The Sound Of The Life Of The Mind. Awesome.


As anyone that read this post will know, I’m a big Ben Folds Five fan, and as such I pledged towards their new album.  Because of this I have it a week before it’s official launch date of September 18th.  Unsurprisingly, it’s pretty awesome.  I would say that, but I promise you it really is, anyone who claims to love music should at least appreciate it on some level,and anyone with any taste will love it.  I’m not really a reviewer, not in the sense of giving a balanced, unbiased, rounded view anyway, but I can listen, feel, and string a sentence or two together, so I’m gonna bloomin’ well review the heck out of it.  I got it early, I’ve listened to it several times already and goddamnit, I’m a dam VP.  Right then, let’s do this.
First of all it sounds like a Ben Folds Five record rather than a solo effort.  Nothing wrong with the solo stuff, in fact some of it was just as good, but there’s a certain magic added to the sound when the three (Ben Folds, Darren Jessee and Robert Sledge) are working together.  The distinctive fuzz bass of Sledge is back, the punchy, catchy melodies are strong and constant, and the energy and joy is unmistakeable.  They’re definitely back and they’ve lost nothing in the thirteen years they’ve been away, if anything the rest has done them good.  While it sounds like The Five, it also sounds new.  There’s something different, something current that I can’t quite put my finger on.  It could be the production values, equipment used or simply that a few more musical tricks have been stuffed up their collective sleeve in their absence.  Whatever (and ever, amen), it sounds as it should – of now and of them.
Track wise, you get ten of a good length.  In recent years, three minutes thirty seems to have become the norm, but here we have an album consisting of  mostly four and a half to five minute songs.  It doesn’t sound like a lot of difference but it allows each piece to really shine, to get to where it wants and needs to go, and for each story to be told without any sense of rushing.  There are some stand out tracks, for me, the first of which is the opener ‘Erase Me‘, a quirky little number about being wiped from an ex partners life.  It is a mix of the ballads that Folds does so well, with a pounding, angry falsetto chorus that sticks in ones musical memory for days.  In a good way.  Lyrically it has some very pleasing lines, one highlight being a reference to defacing wedding photos, and these add to the attention keeping end result.  I could listen to just this one song over and over again, in fact I have.  This is followed by ‘Michael Praytor, Five Years Later‘ and ‘Sky High’, both slightly more traditional sounding tracks.  ‘Michael Praytor..’ rolls along telling the tale of its titles protagonist to a cheery, bouncy tune, with some brilliant musical interludes.  It uses its perky sound to describe how some people drop in and out of your life, how they’ve changed, and how that event can remind us how we’ve changed ourselves.  ‘Sky High’ is another familiar sounding song, harking back to later BFF albums.  It has a retrospective sheen to it and is so masterfully put together that just the opening twenty seconds cause a surge in the heart, it makes you feel sad and fortunate to be here at all at the same time.

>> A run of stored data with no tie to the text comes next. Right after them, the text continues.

use super::*;
use crate::foundation::core::ElementId;
use crate::scheduler::frame::SchedulerMode;
use crate::style::batch::{PassKind, props};
use crate::style::sink::{ComputedStyles, InMemorySink};

const PAGE: &str = r#"{
    "viewport": { "height": 800 },
    "document": { "height": 3000 },
    "sections": [
        { "id": "map", "top": 1000, "height": 400, "kind": "illustration",
          "paths": [ { "id": "road", "length": 100, "start": "0.2", "end": "0.8" } ] }
    ]
}"#;

fn page(reduced_motion: bool) -> PageDef {
    let mut def = PageDef::from_json_str(PAGE).unwrap();
    def.options.reduced_motion = reduced_motion;
    def
}

fn scroll(at_ms: f64, scroll_top: f64) -> ScriptEvent {
    ScriptEvent {
        at_ms,
        event: PageEvent::Scroll { scroll_top },
    }
}

#[test]
fn burst_within_one_frame_runs_one_pass() {
    let mut sink = InMemorySink::new();
    let mut session = ScrollSession::start(&page(false), &mut sink).unwrap();
    assert_eq!(sink.passes().len(), 2);

    let script: Vec<ScriptEvent> = (0..100)
        .map(|i| scroll(i as f64 * 0.1, (i + 1) as f64 * 4.0))
        .collect();
    let stats = session.run(&script, &mut sink).unwrap();

    assert_eq!(stats.events, 100);
    assert_eq!(stats.coalesced, 99);
    assert_eq!(stats.frames_requested, 1);
    assert_eq!(stats.passes, 3);

    let (info, batch) = sink.last().unwrap();
    assert_eq!(info.kind, PassKind::Frame);
    let road = ElementId::new("road");
    let offset = batch.last_number(&road, props::STROKE_DASHOFFSET).unwrap();
    let opacity = batch.last_number(&road, props::OPACITY).unwrap();
    assert!((offset - 50.0).abs() < 1e-9, "{offset}");
    assert!((opacity - 0.625).abs() < 1e-9, "{opacity}");
}

#[test]
fn events_in_separate_intervals_get_separate_passes() {
    let mut sink = InMemorySink::new();
    let mut session = ScrollSession::start(&page(false), &mut sink).unwrap();

    let script = [scroll(40.0, 300.0), scroll(5.0, 100.0), scroll(20.0, 200.0)];
    let stats = session.run(&script, &mut sink).unwrap();

    assert_eq!(stats.frames_requested, 3);
    assert_eq!(stats.coalesced, 0);
    assert_eq!(stats.passes, 5);
    assert_eq!(session.layout().metrics().scroll_top, 300.0);
}

#[test]
fn event_on_a_boundary_lands_after_that_frame() {
    let mut sink = InMemorySink::new();
    let mut session = ScrollSession::start(&page(false), &mut sink).unwrap();

    let stats = session
        .run(&[scroll(1.0, 10.0), scroll(16.0, 20.0)], &mut sink)
        .unwrap();
    assert_eq!(stats.frames_requested, 2);
    assert_eq!(stats.passes, 4);
}

#[test]
fn resize_changes_viewport_and_requests_a_frame() {
    let mut styles = ComputedStyles::new();
    let mut session = ScrollSession::start(&page(false), &mut styles).unwrap();
    assert_eq!(
        session.dispatch(PageEvent::Resize {
            viewport_height: 1200.0
        }),
        FrameRequest::Requested
    );
    assert!(session.frame(&mut styles).unwrap());
    assert_eq!(session.layout().metrics().viewport_height, 1200.0);
    // Bottom edge at 1200: the map section has been half revealed.
    assert_eq!(
        styles.number(&ElementId::new("map"), props::SECTION_PROGRESS),
        Some(0.5)
    );
}

#[test]
fn reduced_motion_ignores_the_script() {
    let mut sink = InMemorySink::new();
    let mut session = ScrollSession::start(&page(true), &mut sink).unwrap();
    assert_eq!(session.scheduler().mode(), SchedulerMode::Static);

    let stats = session.run(&[scroll(1.0, 500.0)], &mut sink).unwrap();
    assert_eq!(stats.events, 0);
    assert_eq!(stats.passes, 2);
    assert_eq!(sink.last().unwrap().0.kind, PassKind::Complete);
}

#[test]
fn non_finite_event_time_is_rejected() {
    let mut sink = InMemorySink::new();
    let mut session = ScrollSession::start(&page(false), &mut sink).unwrap();
    let err = session.run(&[scroll(f64::NAN, 1.0)], &mut sink).unwrap_err();
    assert!(matches!(err, RevealError::Validation(_)));
}

#[test]
fn script_events_parse_with_inline_type_tag() {
    let events: Vec<ScriptEvent> = serde_json::from_str(
        r#"[ { "at_ms": 3, "type": "scroll", "scroll_top": 120 },
             { "at_ms": 9.5, "type": "resize", "viewport_height": 640 } ]"#,
    )
    .unwrap();
    assert_eq!(events[0], scroll(3.0, 120.0));
    assert_eq!(
        events[1].event,
        PageEvent::Resize {
            viewport_height: 640.0
        }
    );
}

From there we go through the title track, with lyrics by Nick Hornby (who collaborated with Folds to create the remarkably cohesive Lonely Avenue in 2010), and past ‘On Being Frank‘, a lovely slow starting, gently building tune reminiscent of Bacharach and early Elton John, that has some string backing and a bittersweet feel.  ‘Draw A Crowd‘ provides a tongue in cheek break after the heartfelt-ness of the previous two numbers, drawing from their trademark sense of humour with words like ‘oh-oh/if you’re feeling small/and you can’t draw a crowd, draw dicks on the wall’ ensuring its enjoyment.  The next stand out track, and final one with a preview allowing you to click on its title and hear it is ‘Do It Anyway‘, a funky, punky ode to doing what you want, being yourself and taking risks, no matter what the cost, to you or anyone else.  It also marks the last of the more upbeat, key smashing of the tracks.  As is often the way with Ben Folds Five LPs, the tempo slows towards the end.  ‘Hold That Thought’ is supremely melodic, with a lovely little ‘oh-ah’ hook to the chorus and an otherworldly quality to the layered vocals, ‘Away When You Were Here’ is pure nostalgia, using Mr Folds mid to high range beautifully, tugging at the heart strings without ever making you feel saccharine-sick, and again string backing is implemented perfectly.
The end comes with ‘Thank You For Breaking My Heart’, a very piano-y song, as mournful as the title suggests.  It brings you back down and completes the spread of emotions you’d expect of the trio.  From foot stomping, rebellious kickers, to eye-welling tales of broken down love – stopping at confusing memory and wistful happiness along the way – The Sound Of The Life Of The Mind leaves me very satisfied indeed, and crucially, the second it ends I want to start it all again.  So I’m gonna.